Argo menambahkan, ketiga oknum polisi itu berinisial Aipda SP, Ipda SH, dan AKP S. Namun, ia tak menyebut jabatan yang diemban di Polsek Pasirian. Menurut Argo, ada dugaan unsur pelanggaran disiplin, bukan pidana umum.
Ketiganya terancam dikenai empat jenis sanksi. Pertama, teguran dari atasan; kedua, teguran tertulis dari atasan; ketiga, mosi alias penurunan kepangkatan; dan keempat mutasi atau penempatan khusus. Belum ada keputusan soal sanksi tersebut.

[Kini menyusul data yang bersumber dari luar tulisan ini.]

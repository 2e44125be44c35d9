//! Resilient boundary request execution
//!
//! Every network operation (transcription, completion, synthesis) runs
//! through [`RequestClient::execute`], which classifies failures, retries
//! the retryable ones with capped exponential backoff plus jitter, and
//! keeps advisory per-operation counters.

use std::collections::HashMap;
use std::future::Future;
use std::sync::Mutex;
use std::time::Duration;

use rand::Rng;
use serde::Deserialize;

use crate::{Error, Result};

/// Retry configuration for one class of boundary requests.
///
/// Stateless; not mutated at runtime. Callers that need degraded fallback
/// parameters on the last attempt react to [`Attempt::is_final`] instead.
#[derive(Debug, Clone, Deserialize)]
#[serde(default)]
pub struct RetryPolicy {
    /// Total attempts, including the first
    pub max_attempts: u32,

    /// Delay before the second attempt
    pub base_delay_ms: u64,

    /// Cap on the inter-attempt delay
    pub max_delay_ms: u64,

    /// Multiplier applied per attempt
    pub backoff_factor: f64,
}

impl Default for RetryPolicy {
    fn default() -> Self {
        Self {
            max_attempts: 3,
            base_delay_ms: 1000,
            max_delay_ms: 10_000,
            backoff_factor: 2.0,
        }
    }
}

impl RetryPolicy {
    /// Delay before the attempt following `attempt` (1-based), jittered.
    ///
    /// `min(base * factor^(attempt-1) + jitter, max)` where jitter is up to
    /// 10% of the un-capped delay, so the sequence is monotonically
    /// non-decreasing up to the cap.
    #[must_use]
    #[allow(clippy::cast_possible_truncation, clippy::cast_sign_loss, clippy::cast_precision_loss)]
    pub fn delay_for(&self, attempt: u32) -> Duration {
        let base = self.base_delay_ms as f64;
        let delay = base * self.backoff_factor.powi(attempt.saturating_sub(1) as i32);
        let jitter = rand::thread_rng().gen_range(0.0..=0.1) * delay;
        let capped = (delay + jitter).min(self.max_delay_ms as f64);
        Duration::from_millis(capped as u64)
    }
}

/// Context handed to the operation closure on each try
#[derive(Debug, Clone, Copy)]
pub struct Attempt {
    /// 1-based attempt number
    pub number: u32,

    /// Total attempts the policy allows
    pub of: u32,
}

impl Attempt {
    /// True on the last chance. Operations with a cheaper or more
    /// compatible fallback configuration (e.g. degraded synthesis voice
    /// quality) switch to it when this is set, rather than failing
    /// outright.
    #[must_use]
    pub const fn is_final(self) -> bool {
        self.number >= self.of
    }
}

/// Whether a failure is worth retrying
#[derive(Debug, Clone, Copy, PartialEq, Eq)]
pub enum ErrorClass {
    /// Timeouts, connection resets, 5xx, rate limits
    Retryable,
    /// Auth and validation failures; retry cannot change the outcome
    Fatal,
}

/// Classify an error for retry purposes
#[must_use]
pub fn classify(error: &Error) -> ErrorClass {
    match error {
        Error::Timeout(_) => ErrorClass::Retryable,
        Error::Api { status, .. } => {
            if status.is_server_error() || *status == reqwest::StatusCode::TOO_MANY_REQUESTS {
                ErrorClass::Retryable
            } else {
                ErrorClass::Fatal
            }
        }
        Error::Http(e) => match e.status() {
            Some(status) if status.is_client_error()
                && status != reqwest::StatusCode::TOO_MANY_REQUESTS =>
            {
                ErrorClass::Fatal
            }
            _ => ErrorClass::Retryable,
        },
        // Boundary-level failures without structured status (empty bodies,
        // malformed payloads from overloaded upstreams) are retried
        Error::Stt(_) | Error::Tts(_) | Error::Completion(_) => ErrorClass::Retryable,
        Error::Config(_)
        | Error::Audio(_)
        | Error::Microphone(_)
        | Error::Io(_)
        | Error::Serialization(_)
        | Error::Toml(_) => ErrorClass::Fatal,
    }
}

/// Advisory counters for one operation name.
///
/// Observability only; nothing reads these to make control-flow decisions.
#[derive(Debug, Clone, Copy, Default, PartialEq, Eq)]
pub struct OpCounters {
    /// Tries started
    pub attempts: u64,
    /// Tries after the first
    pub retries: u64,
    /// Failures that were deadline expiries
    pub timeouts: u64,
    /// Failures that were connect/reset-level network errors
    pub network_errors: u64,
}

/// Executes boundary operations with bounded retry
#[derive(Debug, Default)]
pub struct RequestClient {
    counters: Mutex<HashMap<&'static str, OpCounters>>,
}

impl RequestClient {
    /// Create a new client
    #[must_use]
    pub fn new() -> Self {
        Self::default()
    }

    /// Run `operation` under `policy`, retrying retryable failures.
    ///
    /// The closure receives the [`Attempt`] context so it can degrade its
    /// parameters on the final try.
    ///
    /// # Errors
    ///
    /// Returns the last error once attempts are exhausted, or immediately
    /// for a non-retryable failure.
    pub async fn execute<T, F, Fut>(
        &self,
        operation_name: &'static str,
        policy: &RetryPolicy,
        mut operation: F,
    ) -> Result<T>
    where
        F: FnMut(Attempt) -> Fut,
        Fut: Future<Output = Result<T>>,
    {
        let max_attempts = policy.max_attempts.max(1);

        for number in 1..=max_attempts {
            let attempt = Attempt {
                number,
                of: max_attempts,
            };
            self.record(operation_name, |c| {
                c.attempts += 1;
                if number > 1 {
                    c.retries += 1;
                }
            });

            match operation(attempt).await {
                Ok(value) => {
                    if number > 1 {
                        tracing::debug!(
                            operation = operation_name,
                            attempt = number,
                            "succeeded after retry"
                        );
                    }
                    return Ok(value);
                }
                Err(error) => {
                    self.record(operation_name, |c| match &error {
                        Error::Timeout(_) => c.timeouts += 1,
                        Error::Http(e) if e.is_timeout() => c.timeouts += 1,
                        Error::Http(e) if e.is_connect() => c.network_errors += 1,
                        _ => {}
                    });

                    if classify(&error) == ErrorClass::Fatal {
                        tracing::warn!(
                            operation = operation_name,
                            attempt = number,
                            error = %error,
                            "non-retryable failure"
                        );
                        return Err(error);
                    }

                    if number >= max_attempts {
                        tracing::warn!(
                            operation = operation_name,
                            attempts = max_attempts,
                            error = %error,
                            "giving up"
                        );
                        return Err(error);
                    }

                    let delay = policy.delay_for(number);
                    tracing::debug!(
                        operation = operation_name,
                        attempt = number,
                        delay = ?delay,
                        error = %error,
                        "retrying"
                    );
                    tokio::time::sleep(delay).await;
                }
            }
        }

        unreachable!("retry loop returns on final attempt")
    }

    /// Snapshot the counters for one operation name
    #[must_use]
    pub fn counters(&self, operation_name: &str) -> OpCounters {
        self.counters
            .lock()
            .map(|map| map.get(operation_name).copied().unwrap_or_default())
            .unwrap_or_default()
    }

    fn record(&self, operation_name: &'static str, update: impl FnOnce(&mut OpCounters)) {
        if let Ok(mut map) = self.counters.lock() {
            update(map.entry(operation_name).or_default());
        }
    }
}

#[cfg(test)]
mod tests {
    use super::*;
    use std::sync::atomic::{AtomicU32, Ordering};

    fn fast_policy() -> RetryPolicy {
        RetryPolicy {
            max_attempts: 3,
            base_delay_ms: 1,
            max_delay_ms: 5,
            backoff_factor: 2.0,
        }
    }

    #[tokio::test]
    async fn test_permanent_failure_exhausts_attempts() {
        let client = RequestClient::new();
        let calls = AtomicU32::new(0);

        let result: Result<()> = client
            .execute("op", &fast_policy(), |_| {
                calls.fetch_add(1, Ordering::SeqCst);
                async { Err(Error::Timeout(Duration::from_secs(1))) }
            })
            .await;

        assert!(result.is_err());
        assert_eq!(calls.load(Ordering::SeqCst), 3);
        let counters = client.counters("op");
        assert_eq!(counters.attempts, 3);
        assert_eq!(counters.retries, 2);
        assert_eq!(counters.timeouts, 3);
    }

    #[tokio::test]
    async fn test_fatal_failure_not_retried() {
        let client = RequestClient::new();
        let calls = AtomicU32::new(0);

        let result: Result<()> = client
            .execute("op", &fast_policy(), |_| {
                calls.fetch_add(1, Ordering::SeqCst);
                async { Err(Error::Config("bad".to_string())) }
            })
            .await;

        assert!(result.is_err());
        assert_eq!(calls.load(Ordering::SeqCst), 1);
    }

    #[tokio::test]
    async fn test_success_after_retry() {
        let client = RequestClient::new();
        let calls = AtomicU32::new(0);

        let result = client
            .execute("op", &fast_policy(), |_| {
                let n = calls.fetch_add(1, Ordering::SeqCst);
                async move {
                    if n < 1 {
                        Err(Error::Stt("transient".to_string()))
                    } else {
                        Ok(42)
                    }
                }
            })
            .await;

        assert_eq!(result.unwrap(), 42);
        assert_eq!(calls.load(Ordering::SeqCst), 2);
    }

    #[tokio::test]
    async fn test_final_attempt_flagged() {
        let client = RequestClient::new();
        let finals = AtomicU32::new(0);

        let _: Result<()> = client
            .execute("op", &fast_policy(), |attempt| {
                if attempt.is_final() {
                    finals.fetch_add(1, Ordering::SeqCst);
                }
                async { Err(Error::Tts("down".to_string())) }
            })
            .await;

        assert_eq!(finals.load(Ordering::SeqCst), 1);
    }

    #[test]
    fn test_delays_non_decreasing_up_to_cap() {
        let policy = RetryPolicy {
            max_attempts: 6,
            base_delay_ms: 100,
            max_delay_ms: 1000,
            backoff_factor: 2.0,
        };

        let mut previous = Duration::ZERO;
        for attempt in 1..6 {
            let delay = policy.delay_for(attempt);
            assert!(delay >= previous, "delay shrank at attempt {attempt}");
            assert!(delay <= Duration::from_millis(1000));
            previous = delay;
        }
    }

    #[test]
    fn test_classification() {
        assert_eq!(
            classify(&Error::Timeout(Duration::from_secs(30))),
            ErrorClass::Retryable
        );
        assert_eq!(
            classify(&Error::Api {
                service: "stt",
                status: reqwest::StatusCode::SERVICE_UNAVAILABLE,
                message: String::new(),
            }),
            ErrorClass::Retryable
        );
        assert_eq!(
            classify(&Error::Api {
                service: "stt",
                status: reqwest::StatusCode::TOO_MANY_REQUESTS,
                message: String::new(),
            }),
            ErrorClass::Retryable
        );
        assert_eq!(
            classify(&Error::Api {
                service: "tts",
                status: reqwest::StatusCode::UNAUTHORIZED,
                message: String::new(),
            }),
            ErrorClass::Fatal
        );
        assert_eq!(
            classify(&Error::Config("x".to_string())),
            ErrorClass::Fatal
        );
    }

    #[test]
    fn test_counters_are_isolated_per_operation() {
        let client = RequestClient::new();
        client.record("a", |c| c.attempts += 1);
        assert_eq!(client.counters("a").attempts, 1);
        assert_eq!(client.counters("b"), OpCounters::default());
    }
}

Pemeriksaan ketiga oknum polisi itu bagian dari peristiwa pembunuhan petani bernama Salim alias Kancil. Kancil dibunuh karena menolak keberadaan tambang pasir ilegal di desanya. Pembunuhan diduga dilakukan oleh warga desanya yang mendukung aktivitas tambang. Sebanyak 24 orang ditetapkan sebagai tersangka atas pembunuhan Salim.
Keberadaan tambang pasir itu tak lepas dari kongkalikong dengan polisi dan pejabat desa setempat. Kepala Desa Selok Awar-Awar juga ditetapkan sebagai tersangka. (Fabian Januarius Kuwado)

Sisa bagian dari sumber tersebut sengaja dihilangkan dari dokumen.